[Excerpts from a dataset]
───
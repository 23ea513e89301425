use log::{debug, info, trace};
use path_clean::clean;
use quick_xml::{
    Reader,
    events::{BytesStart, Event},
};
use std::{fs, io, path::Path};

use crate::{
    constants::ENTRY_ELEMENT,
    error::DescriptorError,
    types::{ClasspathEntry, EntryKind},
};

/// Read the descriptor `file_name` from `dir`.
pub fn load_descriptor(dir: &Path, file_name: &str) -> Result<Vec<ClasspathEntry>, DescriptorError> {
    let path = clean(dir.join(file_name));
    info!("Using working directory: {} and file: {}", dir.display(), file_name);

    let content = fs::read_to_string(&path).map_err(|source| match source.kind() {
        io::ErrorKind::NotFound => DescriptorError::NotFound(path.clone()),
        _ => DescriptorError::Io { path: path.clone(), source },
    })?;

    let entries = parse_descriptor(&content).map_err(|e| match e {
        DescriptorError::Malformed(message) => {
            DescriptorError::Malformed(format!("{}: {}", path.display(), message))
        }
        other => other,
    })?;
    debug!("Classpath descriptor {} loaded", path.display());
    Ok(entries)
}

/// Extract the `classpathentry` children of the document root, in order.
pub fn parse_descriptor(xml: &str) -> Result<Vec<ClasspathEntry>, DescriptorError> {
    let mut reader = Reader::from_str(xml);
    reader.config_mut().trim_text(true);

    let mut entries = Vec::new();
    let mut depth = 0usize;
    let mut seen_root = false;

    loop {
        let event = reader.read_event().map_err(|e| {
            DescriptorError::Malformed(format!("at byte {}: {}", reader.error_position(), e))
        })?;

        match event {
            Event::Start(e) => {
                if depth == 0 {
                    check_single_root(&mut seen_root)?;
                } else if depth == 1 && e.name().as_ref() == ENTRY_ELEMENT.as_bytes() {
                    entries.push(read_entry(&e)?);
                }
                depth += 1;
            }
            Event::Empty(e) => {
                if depth == 0 {
                    check_single_root(&mut seen_root)?;
                } else if depth == 1 && e.name().as_ref() == ENTRY_ELEMENT.as_bytes() {
                    entries.push(read_entry(&e)?);
                }
            }
            Event::End(_) => depth = depth.saturating_sub(1),
            Event::Eof => break,
            _ => {}
        }
    }

    if !seen_root {
        return Err(DescriptorError::Malformed("missing root element".to_string()));
    }
    if depth != 0 {
        return Err(DescriptorError::Malformed("unexpected end of document".to_string()));
    }

    debug!("Found {} entries in classpath file", entries.len());
    Ok(entries)
}

fn check_single_root(seen_root: &mut bool) -> Result<(), DescriptorError> {
    if *seen_root {
        return Err(DescriptorError::Malformed("multiple root elements".to_string()));
    }
    *seen_root = true;
    Ok(())
}

fn read_entry(element: &BytesStart<'_>) -> Result<ClasspathEntry, DescriptorError> {
    let mut kind = None;
    let mut path = None;

    for attr in element.attributes() {
        let attr = attr.map_err(|e| DescriptorError::Malformed(e.to_string()))?;
        let value = attr
            .unescape_value()
            .map_err(|e| DescriptorError::Malformed(e.to_string()))?
            .into_owned();
        match attr.key.as_ref() {
            b"kind" => kind = Some(value),
            b"path" => path = Some(value),
            _ => {}
        }
    }

    match (kind, path) {
        (Some(kind), Some(path)) => {
            trace!("Read {} entry with path {}", kind, path);
            Ok(ClasspathEntry::new(EntryKind::parse(&kind), path))
        }
        (None, _) => Err(DescriptorError::Malformed(format!(
            "{} element without a kind attribute",
            ENTRY_ELEMENT
        ))),
        (_, None) => Err(DescriptorError::Malformed(format!(
            "{} element without a path attribute",
            ENTRY_ELEMENT
        ))),
    }
}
───
Instructions for the task - The answer should hold only the lines from the start of the records above through the line containing "let path = clean(dir.join(file_name));", each set down exactly.

Task answer -
repository 23ea513e89301425
use log::{debug, info, trace};
use path_clean::clean;
use quick_xml::{
    Reader,
    events::{BytesStart, Event},
};
use std::{fs, io, path::Path};

use crate::{
    constants::ENTRY_ELEMENT,
    error::DescriptorError,
    types::{ClasspathEntry, EntryKind},
};

/// Read the descriptor `file_name` from `dir`.
pub fn load_descriptor(dir: &Path, file_name: &str) -> Result<Vec<ClasspathEntry>, DescriptorError> {
    let path = clean(dir.join(file_name));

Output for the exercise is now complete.